GIVEN INFORMATION:
impl ResilientCacheClient {
    /// Create a client over the given remote store
    #[must_use]
    pub fn new(store: Arc<dyn RemoteStore>, config: CacheConfig) -> Arc<Self> {
        Self::with_clock(store, config, Arc::new(SystemClock))
    }

    /// Create a client with an injected clock
    #[must_use]
    pub fn with_clock(
        store: Arc<dyn RemoteStore>,
        config: CacheConfig,
        clock: Arc<dyn Clock>,
    ) -> Arc<Self> {
        Arc::new(Self {
            store,
            fallback: FallbackStore::new(config.fallback_capacity, config.fallback_evict_fraction),
            health: HealthMonitor::new(config.failure_threshold),
            metrics: OperationMetrics::new(config.latency_window),
            config,
            clock,
            shutdown_tx: parking_lot::Mutex::new(None),
            probe_handle: parking_lot::Mutex::new(None),
        })
    }

    /// Connect to Redis and start the health probe.
    ///
    /// # Errors
    /// Returns an error if the initial connection fails.
    pub async fn connect(config: CacheConfig) -> CacheResult<Arc<Self>> {
        let store = Arc::new(RedisStore::connect(&config).await?);
        let client = Self::new(store, config);
        client.start();
        Ok(client)
    }

    fn mode(&self) -> Mode {
        if self.health.is_healthy() {
            Mode::Healthy
        } else {
            Mode::Degraded
        }
    }

    fn prefixed(&self, key: &str) -> String {
        if self.config.key_prefix.is_empty() {
            key.to_string()
        } else {
            format!("{}:{}", self.config.key_prefix, key)
        }
    }

    fn now_ms(&self) -> u64 {
        self.clock.now_ms()
    }

    /// Write a value under a dynamically selected TTL.
    ///
    /// The key's context (or the explicit override) picks the TTL; payloads
    /// above the compression threshold are gzipped inside the wire envelope.
    /// While degraded the original uncompressed value is parked in the
    /// fallback map instead. Write failures are swallowed after a
    /// best-effort fallback durability write.
    pub async fn set_with_ttl<T: Serialize>(
        &self,
        key: &str,
        value: &T,
        context: Option<TtlContext>,
    ) {
        let started = Instant::now();
        let ctx = context.unwrap_or_else(|| TtlContext::from_key(key));
        let ttl = ctx.ttl();

        let result: CacheResult<()> = async {
            let json = serde_json::to_string(value)?;
            let compressed = json.len() > self.config.compression_threshold;

            match self.mode() {
                Mode::Degraded => {
                    let raw: Value = serde_json::from_str(&json)?;
                    let expires_at = self.now_ms() + ttl.as_millis() as u64;
                    self.fallback.insert(key, raw, compressed, expires_at);
                    self.fallback.trim();
                    debug!(key, context = ctx.name(), "Cached to fallback (degraded)");
                    Ok(())
                }
                Mode::Healthy => {
                    let payload = Envelope::encode(value, self.config.compression_threshold)?;
                    self.store
                        .set_ex(&self.prefixed(key), ttl.as_secs(), &payload)
                        .await
                }
            }
        }
        .await;

        if let Err(e) = result {
            self.metrics.record_error();
            warn!(key, context = ctx.name(), error = %e, "Cache write failed");

            // Opportunistic durability: park the raw value locally even
            // though we are not officially degraded.
            if self.health.is_healthy() {
                if let Ok(raw) = serde_json::to_value(value) {
                    let expires_at = self.now_ms() + ttl.as_millis() as u64;
                    self.fallback.insert(key, raw, false, expires_at);
                    self.fallback.trim();
                }
            }
        }

        self.metrics.record_latency(elapsed_ms(started));
    }

    /// Read a value, consulting the fallback map while degraded.
    ///
    /// Returns `None` whether the key is genuinely absent or unrecoverable;
    /// callers cannot distinguish the two.
    pub async fn get_with_fallback<T: DeserializeOwned>(&self, key: &str) -> Option<T> {
        let started = Instant::now();

        let result = match self.mode() {
            Mode::Degraded => self
                .fallback
                .get(key, self.now_ms())
                .and_then(|v| serde_json::from_value(v).ok()),
            Mode::Healthy => match self.fetch_remote(key).await {
                Ok(Some(value)) => serde_json::from_value(value).ok(),
                Ok(None) => None,
                Err(e) => {
                    self.metrics.record_error();
                    warn!(key, error = %e, "Cache read failed; trying fallback");
                    self.fallback
                        .get(key, self.now_ms())
                        .and_then(|v| serde_json::from_value(v).ok())
                }
            },
        };

        self.metrics.record_latency(elapsed_ms(started));
        result
    }

    async fn fetch_remote(&self, key: &str) -> CacheResult<Option<Value>> {
        match self.store.get(&self.prefixed(key)).await? {
            Some(raw) => Ok(Some(Envelope::decode(&raw)?)),
            None => Ok(None),
        }
    }

    /// Delete keys, returning how many were removed.
    ///
    /// Matching fallback entries are cleared in both modes so a
    /// cache-busting delete is effective regardless of mode.
    pub async fn del(&self, keys: &[&str]) -> u64 {
        let started = Instant::now();

        let now = self.now_ms();
        let mut local_removed = 0u64;
        for key in keys {
            if self.fallback.remove(key, now) {
                local_removed += 1;
            }
        }

        let count = match self.mode() {
            Mode::Degraded => local_removed,
            Mode::Healthy => {
                let prefixed: Vec<String> = keys.iter().map(|k| self.prefixed(k)).collect();
                let refs: Vec<&str> = prefixed.iter().map(String::as_str).collect();
                match self.store.del(&refs).await {
                    Ok(n) => n,
                    Err(e) => {
                        self.metrics.record_error();
                        warn!(error = %e, "Cache delete failed");
                        0
                    }
                }
            }
        };

        self.metrics.record_latency(elapsed_ms(started));
        count
    }

    /// Count how many of the given keys exist
    pub async fn exists(&self, keys: &[&str]) -> u64 {
        let started = Instant::now();

        let count = match self.mode() {
            Mode::Degraded => {
                let now = self.now_ms();
                keys.iter().filter(|k| self.fallback.contains(k, now)).count() as u64
            }
            Mode::Healthy => {
                let prefixed: Vec<String> = keys.iter().map(|k| self.prefixed(k)).collect();
                let refs: Vec<&str> = prefixed.iter().map(String::as_str).collect();
                match self.store.exists(&refs).await {
                    Ok(n) => n,
                    Err(e) => {
                        self.metrics.record_error();
                        warn!(error = %e, "Cache exists failed");
                        0
                    }
                }
            }
        };

        self.metrics.record_latency(elapsed_ms(started));
        count
    }

    /// Reset a key's TTL; true if the key existed
    pub async fn expire(&self, key: &str, secs: u64) -> bool {
        let started = Instant::now();

        let updated = match self.mode() {
            Mode::Degraded => {
                let now = self.now_ms();
                self.fallback.set_expiry(key, now + secs * 1000, now)
            }
            Mode::Healthy => match self.store.expire(&self.prefixed(key), secs).await {
                Ok(updated) => updated,
                Err(e) => {
                    self.metrics.record_error();
                    warn!(key, error = %e, "Cache expire failed");
                    false
                }
            },
        };

        self.metrics.record_latency(elapsed_ms(started));
        updated
    }

    /// Push values to the head of a list, returning the new length.
    ///
    /// While degraded the list lives as a fallback entry holding a JSON
    /// array; every push re-inserts it with the default TTL, refreshing
    /// expiry.
    pub async fn lpush<T: Serialize>(&self, key: &str, values: &[T]) -> u64 {
        let started = Instant::now();

        let result: CacheResult<u64> = async {
            let mut texts = Vec::with_capacity(values.len());
            for value in values {
                texts.push(serde_json::to_string(value)?);
            }

            match self.mode() {
                Mode::Degraded => {
                    let now = self.now_ms();
                    let mut list = match self.fallback.get(key, now) {
                        Some(Value::Array(items)) => items,
                        _ => Vec::new(),
                    };
                    for text in &texts {
                        list.insert(0, Value::String(text.clone()));
                    }
                    let len = list.len() as u64;

                    let expires_at = now + TtlContext::Default.ttl().as_millis() as u64;
                    self.fallback.insert(key, Value::Array(list), false, expires_at);
                    self.fallback.trim();
                    Ok(len)
                }
                Mode::Healthy => self.store.lpush(&self.prefixed(key), &texts).await,
            }
        }
        .await;

        let length = match result {
            Ok(n) => n,
            Err(e) => {
                self.metrics.record_error();
                warn!(key, error = %e, "Cache lpush failed");
                0
            }
        };

        self.metrics.record_latency(elapsed_ms(started));
        length
    }

    /// Read a list range with Redis index semantics (inclusive stop,
    /// negative indices from the end)
    pub async fn lrange(&self, key: &str, start: i64, stop: i64) -> Vec<String> {
        let started = Instant::now();

        let items = match self.mode() {
            Mode::Degraded => {
                let list = match self.fallback.get(key, self.now_ms()) {
                    Some(Value::Array(items)) => items,
                    _ => Vec::new(),
                };
                match slice_range(list.len(), start, stop) {
                    Some((s, e)) => list[s..=e]
                        .iter()
                        .map(|v| match v {
                            Value::String(text) => text.clone(),
                            other => other.to_string(),
                        })
                        .collect(),
                    None => Vec::new(),
                }
            }
            Mode::Healthy => match self.store.lrange(&self.prefixed(key), start, stop).await {
                Ok(items) => items,
                Err(e) => {
                    self.metrics.record_error();
                    warn!(key, error = %e, "Cache lrange failed");
                    Vec::new()
                }
            },
        };

        self.metrics.record_latency(elapsed_ms(started));
        items
    }

    /// Publish a message, returning the subscriber count.
    ///
    /// Dropped with a warning while degraded: the fallback store has no
    /// subscriber delivery path.
    pub async fn publish(&self, channel: &str, message: &str) -> u64 {
        let started = Instant::now();

        let subscribers = match self.mode() {
            Mode::Degraded => {
                warn!(channel, "Publish dropped while degraded");
                0
            }
            Mode::Healthy => match self.store.publish(channel, message).await {
                Ok(n) => n,
                Err(e) => {
                    self.metrics.record_error();
                    warn!(channel, error = %e, "Cache publish failed");
                    0
                }
            },
        };

        self.metrics.record_latency(elapsed_ms(started));
        subscribers
    }

    /// Run one health probe and apply any state transition.
    ///
    /// Called by the background loop; exposed so callers can force a check.
    pub async fn check_health(&self) -> bool {
        let started = Instant::now();
        let interval_ms = self.config.health_check_interval.as_millis() as u64;

        match self.store.ping().await {
            Ok(()) => {
                self.metrics.record_latency(elapsed_ms(started));
                let transition = self.health.record_success(self.now_ms(), interval_ms);
                if transition == Transition::Recovered {
                    info!(
                        backend = self.store.name(),
                        "Remote cache recovered; fallback disabled"
                    );
                }
                true
            }
            Err(e) => {
                let (failures, transition) = self.health.record_failure(self.now_ms(), interval_ms);
                warn!(
                    backend = self.store.name(),
                    failures,
                    threshold = self.health.threshold(),
                    error = %e,
                    "Health probe failed"
                );
                if transition == Transition::Degraded {
                    error!(
                        backend = self.store.name(),
                        "Remote cache unreachable; fallback enabled"
                    );
                }
                false
            }
        }
    }

    /// Spawn the periodic health probe task (idempotent)
    pub fn start(self: &Arc<Self>) {
        let mut handle_guard = self.probe_handle.lock();
        if handle_guard.is_some() {
            return;
        }

        let (tx, mut rx) = watch::channel(false);
        *self.shutdown_tx.lock() = Some(tx);

        let client = Arc::clone(self);
        let interval = self.config.health_check_interval;
        *handle_guard = Some(tokio::spawn(async move {
            let mut ticker = tokio::time::interval(interval);
            ticker.set_missed_tick_behavior(tokio::time::MissedTickBehavior::Delay);
            loop {
                tokio::select! {
                    _ = ticker.tick() => {
                        client.check_health().await;
                    }
                    _ = rx.changed() => break,
                }
            }
            debug!("Health probe task stopped");
        }));
    }

    /// Stop the probe task and close the remote connection
    pub async fn shutdown(&self) {
        if let Some(tx) = self.shutdown_tx.lock().take() {
            let _ = tx.send(true);
        }

        let handle = self.probe_handle.lock().take();
        if let Some(handle) = handle {
            let _ = handle.await;
        }

        if let Err(e) = self.store.quit().await {
            debug!(error = %e, "Remote connection close failed");
        }
        info!("Cache client shut down");
    }

    /// Whether the remote server is considered reachable
    #[must_use]
    pub fn is_healthy(&self) -> bool {
        self.health.is_healthy()
    }

    /// Current health state snapshot
    #[must_use]
    pub fn health_state(&self) -> HealthState {
        self.health.snapshot()
    }

    /// Current metrics snapshot
    #[must_use]
    pub fn metrics(&self) -> MetricsSnapshot {
        self.metrics
            .snapshot(self.fallback.len(), !self.health.is_healthy())
    }
}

WHAT IS BEING ASKED:
Going through the listing, tally each line that contains "RemoteStore", then state the total with no other text.

EXERCISE ANSWER:
2